Rdio, Spotify, Simfy, and Napster have seen about 200 recording labels pull their catalogs from the streaming music services because of a NPD Group and NARM study that said The recording labels are all part of ST Holdings, who owns all of the labels and decided that streaming music sites discourage album sales. So although 200 seems like a big number, it was one overseeing group that pulled the trigger on this.

“As a distributor we have to do what is best for our labels,” ST Holdings offered in a statement. “The majority of which do not want their music on such services. They provide poor revenue and have a detrimental [effect] on sales. Add to that, the feeling that their music loses its specialness by its exploitation as a low value/free commodity.”
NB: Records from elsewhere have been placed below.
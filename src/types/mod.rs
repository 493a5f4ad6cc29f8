//! Core types.

mod id;

pub use id::TaskId;
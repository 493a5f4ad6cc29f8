//! Task context with cancellation.
//!
//! A [`Cx`] identifies the cooperative task performing a lock operation
//! and carries its cancellation flag. It is threaded explicitly through
//! every acquire; there is no ambient "current task" state, so the lock
//! works under any scheduler that hands each task its own context.
//!
//! # Cloning
//!
//! `Cx` is cheaply clonable (it wraps an `Arc`). Clones share the same
//! underlying state, so a cancellation request is visible to all clones.

use crate::types::TaskId;
use core::fmt;
use std::sync::Arc;

/// Error returned by [`Cx::checkpoint`] when cancellation was requested.
#[derive(Debug, Clone, Copy, PartialEq, Eq)]
pub struct Cancelled {
    task: TaskId,
}

impl Cancelled {
    /// The task whose cancellation was observed.
    #[must_use]
    pub const fn task_id(&self) -> TaskId {
        self.task
    }
}

impl fmt::Display for Cancelled {
    fn fmt(&self, f: &mut fmt::Formatter<'_>) -> fmt::Result {
        write!(f, "task {} cancelled", self.task)
    }
}

impl std::error::Error for Cancelled {}

#[derive(Debug)]
struct CxInner {
    task: TaskId,
    cancel_requested: bool,
}

/// The context of a cooperative task: identity plus cancellation state.
#[derive(Debug, Clone)]
pub struct Cx {
    inner: Arc<std::sync::RwLock<CxInner>>,
}

impl Cx {
    /// Creates a context for the given task.
    #[must_use]
    pub fn new(task: TaskId) -> Self {
        Self {
            inner: Arc::new(std::sync::RwLock::new(CxInner {
                task,
                cancel_requested: false,
            })),
        }
    }

    /// Creates a context for testing purposes.
    ///
    /// Uses a default task ID; tests that exercise multi-task behavior
    /// should construct contexts with distinct [`TaskId`]s instead.
    #[must_use]
    pub fn for_testing() -> Self {
        Self::new(TaskId::testing_default())
    }

    /// Returns the identity of the task this context belongs to.
    #[must_use]
    pub fn task_id(&self) -> TaskId {
        self.inner.read().expect("cx state poisoned").task
    }

    /// Returns true if cancellation has been requested for this task.
    #[must_use]
    pub fn is_cancel_requested(&self) -> bool {
        self.inner
            .read()
            .expect("cx state poisoned")
            .cancel_requested
    }

    /// Requests (or withdraws) cancellation for this task.
    pub fn set_cancel_requested(&self, value: bool) {
        self.inner
            .write()
            .expect("cx state poisoned")
            .cancel_requested = value;
    }

    /// Checks for cancellation, returning an error if it was requested.
    ///
    /// This is a checkpoint where cancellation can be observed; the lock
    /// calls it at every suspension point so a parked acquire resolves
    /// promptly once its task is cancelled.
    ///
    /// # Errors
    ///
    /// Returns [`Cancelled`] if cancellation is pending.
    pub fn checkpoint(&self) -> Result<(), Cancelled> {
        let (task, cancel_requested) = {
            let inner = self.inner.read().expect("cx state poisoned");
            (inner.task, inner.cancel_requested)
        };
        if cancel_requested {
            tracing::trace!(task = %task, "cancellation observed at checkpoint");
            Err(Cancelled { task })
        } else {
            Ok(())
        }
    }
}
"The survey helps to confirm a growing fear for many labels and artists. That is, services like Spotify increase access, but also decrease spending in many situations.  Which means less money from higher-returning formats like iTunes downloads, CDs, and LPs," says Digital Music News,  who published some infographics that make the data from the NARM study visual.

Check out more about steaming music sites in the Spacelab Streaming Music Guide.

So the big question right now on the web is: do streaming music sites do harm to music sales or are the labels who pull their music unable to cope with change in a trend-forward industry where change gets measured by the hour? Is this an overreaction or legitimate concern? Remember what happened the last time the music industry avoided change with the birth of Napster, it not only shot itself in the foot, but it ran out of bullets, reloaded the gun and started shooting itself in the foot again.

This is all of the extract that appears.